◆ Data for this exercise
========================

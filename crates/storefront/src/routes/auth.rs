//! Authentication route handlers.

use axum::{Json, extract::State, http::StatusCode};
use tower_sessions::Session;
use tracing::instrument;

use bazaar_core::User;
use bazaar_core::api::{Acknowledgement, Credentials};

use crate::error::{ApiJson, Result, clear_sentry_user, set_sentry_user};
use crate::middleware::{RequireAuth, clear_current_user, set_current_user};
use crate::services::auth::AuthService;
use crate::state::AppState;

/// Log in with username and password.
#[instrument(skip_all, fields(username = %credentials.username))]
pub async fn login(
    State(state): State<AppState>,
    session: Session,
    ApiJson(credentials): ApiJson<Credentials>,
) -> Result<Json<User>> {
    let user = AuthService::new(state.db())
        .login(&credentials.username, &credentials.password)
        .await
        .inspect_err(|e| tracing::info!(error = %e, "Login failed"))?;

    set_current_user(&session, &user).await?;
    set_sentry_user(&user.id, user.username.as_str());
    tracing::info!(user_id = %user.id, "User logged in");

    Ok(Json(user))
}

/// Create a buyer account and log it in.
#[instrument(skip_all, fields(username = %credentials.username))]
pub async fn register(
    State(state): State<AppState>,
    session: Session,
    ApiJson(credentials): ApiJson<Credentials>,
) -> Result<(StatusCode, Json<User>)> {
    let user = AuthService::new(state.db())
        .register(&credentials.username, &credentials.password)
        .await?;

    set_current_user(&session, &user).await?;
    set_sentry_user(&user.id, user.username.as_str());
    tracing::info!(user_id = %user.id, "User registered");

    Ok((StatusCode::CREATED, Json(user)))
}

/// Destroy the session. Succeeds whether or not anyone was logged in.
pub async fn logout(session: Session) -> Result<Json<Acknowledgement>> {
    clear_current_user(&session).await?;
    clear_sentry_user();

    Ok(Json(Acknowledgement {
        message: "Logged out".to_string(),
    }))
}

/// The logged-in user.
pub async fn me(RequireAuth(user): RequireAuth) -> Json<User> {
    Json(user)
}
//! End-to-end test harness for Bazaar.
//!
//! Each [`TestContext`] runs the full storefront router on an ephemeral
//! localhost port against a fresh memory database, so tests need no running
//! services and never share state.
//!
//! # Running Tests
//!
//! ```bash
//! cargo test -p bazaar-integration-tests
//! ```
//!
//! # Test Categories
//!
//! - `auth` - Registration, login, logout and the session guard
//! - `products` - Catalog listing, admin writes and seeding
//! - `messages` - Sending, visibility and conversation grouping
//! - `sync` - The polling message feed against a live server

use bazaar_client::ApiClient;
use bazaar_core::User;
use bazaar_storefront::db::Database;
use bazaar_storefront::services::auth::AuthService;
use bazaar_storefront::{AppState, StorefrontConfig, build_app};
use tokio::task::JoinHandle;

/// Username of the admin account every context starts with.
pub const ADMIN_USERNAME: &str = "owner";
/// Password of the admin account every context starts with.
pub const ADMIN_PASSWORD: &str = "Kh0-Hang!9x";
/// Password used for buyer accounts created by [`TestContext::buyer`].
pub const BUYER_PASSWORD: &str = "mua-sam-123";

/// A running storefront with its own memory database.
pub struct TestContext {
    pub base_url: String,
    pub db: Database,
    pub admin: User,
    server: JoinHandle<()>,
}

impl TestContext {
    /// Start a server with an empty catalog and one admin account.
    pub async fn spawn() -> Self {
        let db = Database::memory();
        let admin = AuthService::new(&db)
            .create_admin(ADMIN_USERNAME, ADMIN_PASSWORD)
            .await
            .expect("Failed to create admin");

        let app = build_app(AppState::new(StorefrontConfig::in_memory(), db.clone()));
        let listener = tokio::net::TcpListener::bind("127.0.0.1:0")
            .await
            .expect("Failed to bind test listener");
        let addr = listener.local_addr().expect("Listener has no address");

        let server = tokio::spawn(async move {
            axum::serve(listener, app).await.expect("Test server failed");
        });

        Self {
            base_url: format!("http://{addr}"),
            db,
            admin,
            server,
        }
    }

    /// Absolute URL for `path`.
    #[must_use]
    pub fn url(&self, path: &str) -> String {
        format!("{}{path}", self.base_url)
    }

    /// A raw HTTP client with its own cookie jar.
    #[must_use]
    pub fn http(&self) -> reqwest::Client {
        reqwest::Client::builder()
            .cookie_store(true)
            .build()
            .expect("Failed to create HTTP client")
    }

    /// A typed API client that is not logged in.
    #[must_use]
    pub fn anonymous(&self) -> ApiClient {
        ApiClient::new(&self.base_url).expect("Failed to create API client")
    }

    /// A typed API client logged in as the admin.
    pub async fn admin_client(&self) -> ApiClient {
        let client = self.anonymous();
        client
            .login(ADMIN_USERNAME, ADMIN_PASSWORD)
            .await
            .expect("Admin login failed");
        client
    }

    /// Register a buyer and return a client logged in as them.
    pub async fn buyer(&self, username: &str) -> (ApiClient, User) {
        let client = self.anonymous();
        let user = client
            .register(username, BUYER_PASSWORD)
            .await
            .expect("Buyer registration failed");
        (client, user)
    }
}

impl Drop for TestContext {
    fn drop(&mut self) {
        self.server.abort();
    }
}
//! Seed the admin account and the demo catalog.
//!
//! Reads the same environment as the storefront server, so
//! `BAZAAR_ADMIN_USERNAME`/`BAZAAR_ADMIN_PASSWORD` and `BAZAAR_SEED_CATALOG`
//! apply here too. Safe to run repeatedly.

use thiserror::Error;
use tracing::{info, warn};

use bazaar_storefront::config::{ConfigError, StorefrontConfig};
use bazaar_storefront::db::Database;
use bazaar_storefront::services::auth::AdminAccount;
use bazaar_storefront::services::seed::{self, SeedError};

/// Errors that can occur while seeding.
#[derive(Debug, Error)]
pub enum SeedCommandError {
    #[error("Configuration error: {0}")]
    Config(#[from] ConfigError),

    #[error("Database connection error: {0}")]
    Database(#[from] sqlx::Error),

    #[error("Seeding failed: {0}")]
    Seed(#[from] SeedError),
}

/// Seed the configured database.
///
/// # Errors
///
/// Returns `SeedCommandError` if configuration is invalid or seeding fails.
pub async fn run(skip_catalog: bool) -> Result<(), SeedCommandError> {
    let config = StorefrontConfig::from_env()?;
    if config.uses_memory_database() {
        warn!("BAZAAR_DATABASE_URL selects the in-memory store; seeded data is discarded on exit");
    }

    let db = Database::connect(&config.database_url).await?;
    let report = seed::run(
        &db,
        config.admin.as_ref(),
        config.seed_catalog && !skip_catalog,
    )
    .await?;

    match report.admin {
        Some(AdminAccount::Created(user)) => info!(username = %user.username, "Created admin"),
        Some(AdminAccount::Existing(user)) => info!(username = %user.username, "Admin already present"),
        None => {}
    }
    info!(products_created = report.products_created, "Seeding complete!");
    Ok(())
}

========================

The exercise is to copy out every line above that has the word "expect" in it.

            .expect("Failed to create admin");
            .expect("Failed to bind test listener");
        let addr = listener.local_addr().expect("Listener has no address");
            axum::serve(listener, app).await.expect("Test server failed");
            .expect("Failed to create HTTP client")
        ApiClient::new(&self.base_url).expect("Failed to create API client")
            .expect("Admin login failed");
            .expect("Buyer registration failed");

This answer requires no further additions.